The promise of the Internet has always been its parity. It’s a fundamentally democratic technology that doesn’t discriminate against digital packets — which is why you can access the website of a tiny independent bookstore just as quickly as you can access Amazon.com. The Internet doesn’t transmit MSNBC any more efficiently than it relays Fox News. The doctrine behind this digital equality is called “Net neutrality.”
Internet Neutrality Proponents Want Formal Laws Governing Internet Traffic
Net neutrality proponents feel that the principle must be codified into federal law to prevent big telecom companies from imposing tiered service models, similar to those used by wireless companies in the early days of cell phones. The system, Net neutrality proponents fear, will create artificial scarcity in the pipeline as a way to weed out competition, ultimately ensuring monopolistic control of the Internet.
Net Neutrality Opponents Think A Formal Law Is Useless
Critics of net neutrality argue that ISPs don’t manipulate connections.
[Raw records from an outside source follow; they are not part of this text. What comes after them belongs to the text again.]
//! Observability for Portcullis: structured logging and Prometheus metrics.
//!
//! ```text
//!  ┌──────────────────── portcullis-telemetry ───────────────────┐
//!  │                                                              │
//!  │   logging (tracing-subscriber)      metrics (metrics crate)   │
//!  │        │                                   │                  │
//!  └────────┼───────────────────────────────────┼──────────────────┘
//!           ▼                                   ▼
//!     stdout: pretty / JSON           Prometheus text on /metrics
//! ```
//!
//! The router records metrics and logs through this crate whether or not
//! anything was initialised; hosts call [`init_telemetry`] once at startup.
//!
//! # Example
//!
//! ```rust,ignore
//! use portcullis_telemetry::{init_telemetry, TelemetryConfig};
//!
//! init_telemetry(&TelemetryConfig::development())?;
//! ```

#![doc(html_root_url = "https://docs.rs/portcullis-telemetry/0.1.0")]
#![warn(missing_docs)]
#![forbid(unsafe_code)]

pub mod error;
pub mod logging;
pub mod metrics;

pub use error::TelemetryError;
pub use logging::{init_logging, LogConfig};
pub use metrics::{
    init_metrics, record_gate_denial, record_not_found, record_recovered_panic, record_request,
    render_metrics, InFlightGuard, MetricsConfig, UNMATCHED_ROUTE,
};

/// Result type for telemetry operations.
pub type TelemetryResult<T> = Result<T, TelemetryError>;

/// Combined telemetry configuration.
#[derive(Debug, Clone, Default, PartialEq)]
pub struct TelemetryConfig {
    /// Logging configuration
    pub logging: LogConfig,
    /// Metrics configuration
    pub metrics: MetricsConfig,
}

impl TelemetryConfig {
    /// Pretty debug logs, metrics on.
    #[must_use]
    pub fn development() -> Self {
        Self {
            logging: LogConfig::development(),
            metrics: MetricsConfig::default(),
        }
    }
}

/// Initializes logging, then metrics.
///
/// # Errors
///
/// Returns the first initialization failure.
pub fn init_telemetry(config: &TelemetryConfig) -> TelemetryResult<()> {
    init_logging(&config.logging)?;
    init_metrics(&config.metrics)?;
    tracing::debug!(
        json = config.logging.json_format,
        metrics = config.metrics.enabled,
        "telemetry initialized"
    );
    Ok(())
}
//! Typed settings for the Portcullis router.
//!
//! Settings are an immutable snapshot: loaded once at startup, validated,
//! then handed to the router and the gates. Nothing reloads them.
//!
//! # Configuration File Format
//!
//! ```toml
//! run_mode = "prod"
//!
//! [router]
//! head_from_get = true
//! strip_slashes = true
//! access_log = true
//!
//! [auth]
//! app_sub_url = ""
//! login_path = "/user/login"
//! change_password_path = "/user/settings/change_password"
//! redirect_cookie = "redirect_to"
//!
//! [service]
//! require_sign_in_view = false
//! disable_webhooks = false
//!
//! [server]
//! http_addr = "0.0.0.0:3000"
//! shutdown_timeout_secs = 30
//! max_body_size = 1048576
//!
//! [logging]
//! level = "info"
//! format = "json"
//!
//! [metrics]
//! enabled = true
//! path = "/metrics"
//! ```
//!
//! Environment overrides use `PREFIX__SECTION__KEY`, e.g.
//! `PORTCULLIS__SERVICE__REQUIRE_SIGN_IN_VIEW=true`.

#![doc(html_root_url = "https://docs.rs/portcullis-config/0.1.0")]
#![warn(missing_docs)]
#![forbid(unsafe_code)]

mod error;
mod loader;
mod schema;
mod settings;

pub use error::ConfigError;
pub use loader::ConfigLoader;
pub use schema::{
    AuthSection, LogFormat, LoggingSection, MetricsSection, RouterSection, RunMode, ServerSection,
    ServiceSection,
};
pub use settings::{Settings, SettingsBuilder};
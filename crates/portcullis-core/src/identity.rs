//! Caller identity.
//!
//! Identity is resolved by middleware early in the chain and read by the
//! access gates that follow it.

use serde::{Deserialize, Serialize};

/// An authenticated account.
#[derive(Debug, Clone, PartialEq, Eq, Serialize, Deserialize)]
pub struct SignedInUser {
    /// Account id
    pub id: i64,
    /// Login name
    pub name: String,
    /// Site administrator
    #[serde(default)]
    pub is_admin: bool,
    /// Account activated (e.g. email confirmed)
    #[serde(default = "default_true")]
    pub is_active: bool,
    /// Login disabled by an administrator
    #[serde(default)]
    pub prohibit_login: bool,
    /// Must pick a new password before doing anything else
    #[serde(default)]
    pub must_change_password: bool,
}

fn default_true() -> bool {
    true
}

impl SignedInUser {
    /// Creates an active, non-admin user.
    #[must_use]
    pub fn new(id: i64, name: impl Into<String>) -> Self {
        Self {
            id,
            name: name.into(),
            is_admin: false,
            is_active: true,
            prohibit_login: false,
            must_change_password: false,
        }
    }

    /// Grants site administration.
    #[must_use]
    pub fn admin(mut self) -> Self {
        self.is_admin = true;
        self
    }

    /// Marks the account as not yet activated.
    #[must_use]
    pub fn inactive(mut self) -> Self {
        self.is_active = false;
        self
    }

    /// Marks the account as barred from signing in.
    #[must_use]
    pub fn prohibited(mut self) -> Self {
        self.prohibit_login = true;
        self
    }

    /// Requires a password change before further use.
    #[must_use]
    pub fn must_change_password(mut self) -> Self {
        self.must_change_password = true;
        self
    }

    /// Returns true if the account may use the site.
    #[must_use]
    pub fn can_sign_in(&self) -> bool {
        self.is_active && !self.prohibit_login
    }
}

/// Who is making the request.
#[derive(Debug, Clone, Default, PartialEq, Eq, Serialize, Deserialize)]
#[serde(tag = "kind", rename_all = "snake_case")]
pub enum CallerIdentity {
    /// No session.
    #[default]
    Anonymous,
    /// A signed-in account.
    User(SignedInUser),
}

impl CallerIdentity {
    /// Shorthand for a signed-in, active, non-admin user.
    #[must_use]
    pub fn user(id: i64, name: impl Into<String>) -> Self {
        Self::User(SignedInUser::new(id, name))
    }

    /// Returns true if a user is signed in.
    #[must_use]
    pub fn is_signed_in(&self) -> bool {
        matches!(self, Self::User(_))
    }

    /// Returns the signed-in user.
    #[must_use]
    pub fn signed_in_user(&self) -> Option<&SignedInUser> {
        match self {
            Self::User(user) => Some(user),
            Self::Anonymous => None,
        }
    }

    /// Returns true for a signed-in site administrator.
    #[must_use]
    pub fn is_admin(&self) -> bool {
        self.signed_in_user().is_some_and(|u| u.is_admin)
    }

    /// Returns an identifier suitable for logging. Never contains secrets.
    #[must_use]
    pub fn log_id(&self) -> String {
        match self {
            Self::User(user) => format!("user:{}", user.id),
            Self::Anonymous => "anonymous".to_string(),
        }
    }
}

impl From<SignedInUser> for CallerIdentity {
    fn from(user: SignedInUser) -> Self {
        Self::User(user)
    }
}

#[cfg(test)]
mod tests {
    use super::*;

    #[test]
    fn test_anonymous_default() {
        let identity = CallerIdentity::default();
        assert!(!identity.is_signed_in());
        assert!(!identity.is_admin());
        assert_eq!(identity.log_id(), "anonymous");
    }

    #[test]
    fn test_user_flags() {
        let identity: CallerIdentity = SignedInUser::new(7, "alice").admin().into();
        assert!(identity.is_signed_in());
        assert!(identity.is_admin());
        assert_eq!(identity.log_id(), "user:7");

        assert!(!SignedInUser::new(1, "bob").inactive().can_sign_in());
        assert!(!SignedInUser::new(1, "bob").prohibited().can_sign_in());
    }

    #[test]
    fn test_deserialize_defaults() {
        let identity: CallerIdentity =
            serde_json::from_str(r#"{"kind":"user","id":3,"name":"carol"}"#).unwrap();
        let user = identity.signed_in_user().unwrap();
        assert!(user.is_active);
        assert!(!user.is_admin);
    }
}
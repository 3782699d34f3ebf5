//! Error taxonomy.
//!
//! | Variant          | Raised by                | Status | Fatal |
//! |------------------|--------------------------|--------|-------|
//! | `Compile`        | route registration       | n/a    | yes   |
//! | `NoMatch`        | tree lookup              | 404    | no    |
//! | `AccessDenied`   | access gates             | 400/401/403 | no |
//! | `HandlerFault`   | fault recovery           | 500    | no    |
//! | `Write`          | response writer          | n/a    | no    |
//!
//! Only `Compile` stops the process, and only before the first request.

use http::StatusCode;
use portcullis_router::CompileError;
use serde::{Deserialize, Serialize};
use thiserror::Error;

use crate::response::WriteError;

/// Result type alias using [`PortcullisError`].
pub type PortcullisResult<T> = Result<T, PortcullisError>;

/// Coarse classification of an error, used for metrics labels.
#[derive(Debug, Clone, Copy, PartialEq, Eq, Hash, Serialize, Deserialize)]
#[serde(rename_all = "snake_case")]
pub enum ErrorCategory {
    /// Bad route table.
    Configuration,
    /// No route for the request.
    NotFound,
    /// Rejected by an access gate.
    Authorization,
    /// A handler or middleware faulted.
    Internal,
    /// The client connection failed.
    Connection,
}

impl ErrorCategory {
    /// Returns the label used in metrics.
    #[must_use]
    pub const fn as_str(&self) -> &'static str {
        match self {
            Self::Configuration => "configuration",
            Self::NotFound => "not_found",
            Self::Authorization => "authorization",
            Self::Internal => "internal",
            Self::Connection => "connection",
        }
    }
}

/// Errors surfaced by the router and pipeline.
#[derive(Error, Debug)]
pub enum PortcullisError {
    /// The route table could not be built.
    #[error(transparent)]
    Compile(#[from] CompileError),

    /// No route serves the request.
    #[error("no route for {method} {path}")]
    NoMatch {
        /// Request method
        method: String,
        /// Request path
        path: String,
    },

    /// An access gate rejected the request.
    #[error("access denied by {gate}: {reason}")]
    AccessDenied {
        /// Status the gate responds with
        status: StatusCode,
        /// Gate that rejected the request
        gate: &'static str,
        /// Text shown to the client
        reason: String,
    },

    /// A handler or middleware panicked.
    #[error("handler fault: {message}")]
    HandlerFault {
        /// Panic payload rendered as text
        message: String,
    },

    /// The response could not be written.
    #[error(transparent)]
    Write(#[from] WriteError),
}

impl PortcullisError {
    /// Creates an access denial.
    #[must_use]
    pub fn access_denied(status: StatusCode, gate: &'static str, reason: impl Into<String>) -> Self {
        Self::AccessDenied {
            status,
            gate,
            reason: reason.into(),
        }
    }

    /// Creates a 403 access denial.
    #[must_use]
    pub fn forbidden(gate: &'static str, reason: impl Into<String>) -> Self {
        Self::access_denied(StatusCode::FORBIDDEN, gate, reason)
    }

    /// Creates a 400 access denial.
    #[must_use]
    pub fn bad_request(gate: &'static str, reason: impl Into<String>) -> Self {
        Self::access_denied(StatusCode::BAD_REQUEST, gate, reason)
    }

    /// Creates a no-match error.
    #[must_use]
    pub fn no_match(method: impl Into<String>, path: impl Into<String>) -> Self {
        Self::NoMatch {
            method: method.into(),
            path: path.into(),
        }
    }

    /// Returns the error category.
    #[must_use]
    pub fn category(&self) -> ErrorCategory {
        match self {
            Self::Compile(_) => ErrorCategory::Configuration,
            Self::NoMatch { .. } => ErrorCategory::NotFound,
            Self::AccessDenied { .. } => ErrorCategory::Authorization,
            Self::HandlerFault { .. } => ErrorCategory::Internal,
            Self::Write(_) => ErrorCategory::Connection,
        }
    }

    /// Returns the HTTP status this error is reported with.
    #[must_use]
    pub fn status_code(&self) -> StatusCode {
        match self {
            Self::NoMatch { .. } => StatusCode::NOT_FOUND,
            Self::AccessDenied { status, .. } => *status,
            Self::Compile(_) | Self::HandlerFault { .. } | Self::Write(_) => {
                StatusCode::INTERNAL_SERVER_ERROR
            }
        }
    }

    /// Returns the text safe to show a client in production.
    #[must_use]
    pub fn public_message(&self) -> String {
        match self {
            Self::AccessDenied { reason, .. } => reason.clone(),
            _ => self
                .status_code()
                .canonical_reason()
                .unwrap_or("Error")
                .to_string(),
        }
    }
}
They also argue that pipeline capacity is limited and companies who are shelling out the money (ultimately culled from people paying cable and Internet bills) to build the infrastructure should reap the rewards. When, in 2009, Arizona Senator John McCain introduced legislation designed to prevent the FCC from imposing rules on ISPs, he stated that by stifling innovation, Net neutrality would slow the economic recovery, depressing a weak job market even further.
Comcast and Net Neutrality
With around 16 million users, the Comcast corporation is the largest provider of home Internet services in the United States, as well as the largest cable TV operator and the third-largest telephone provider.
Comcast: “We’re Slowing Down Traffic to BitTorrent Sites.”
In October 2008, Comcast updated its terms of service to reflect what had long been rumored to be an unofficial company policy: customers who used an excessive amount of bandwidth – defined by Comcast in August 2008 as 250 GB or more per month – were subject to termination. To combat this excessive use, Comcast had been decelerating downloads through BitTorrent services.
Yes, Comcast acted partly on behalf of intellectual property holders. The company also hated torrent sites because they were slowing pipeline traffic to a crawl.
In effect, Comcast’s decision to slow down BitTorrent transmissions was an act that placed a higher priority on non-BitTorrent content than it placed on BitTorrent content. In other words, it violated the basic tenet of Net neutrality.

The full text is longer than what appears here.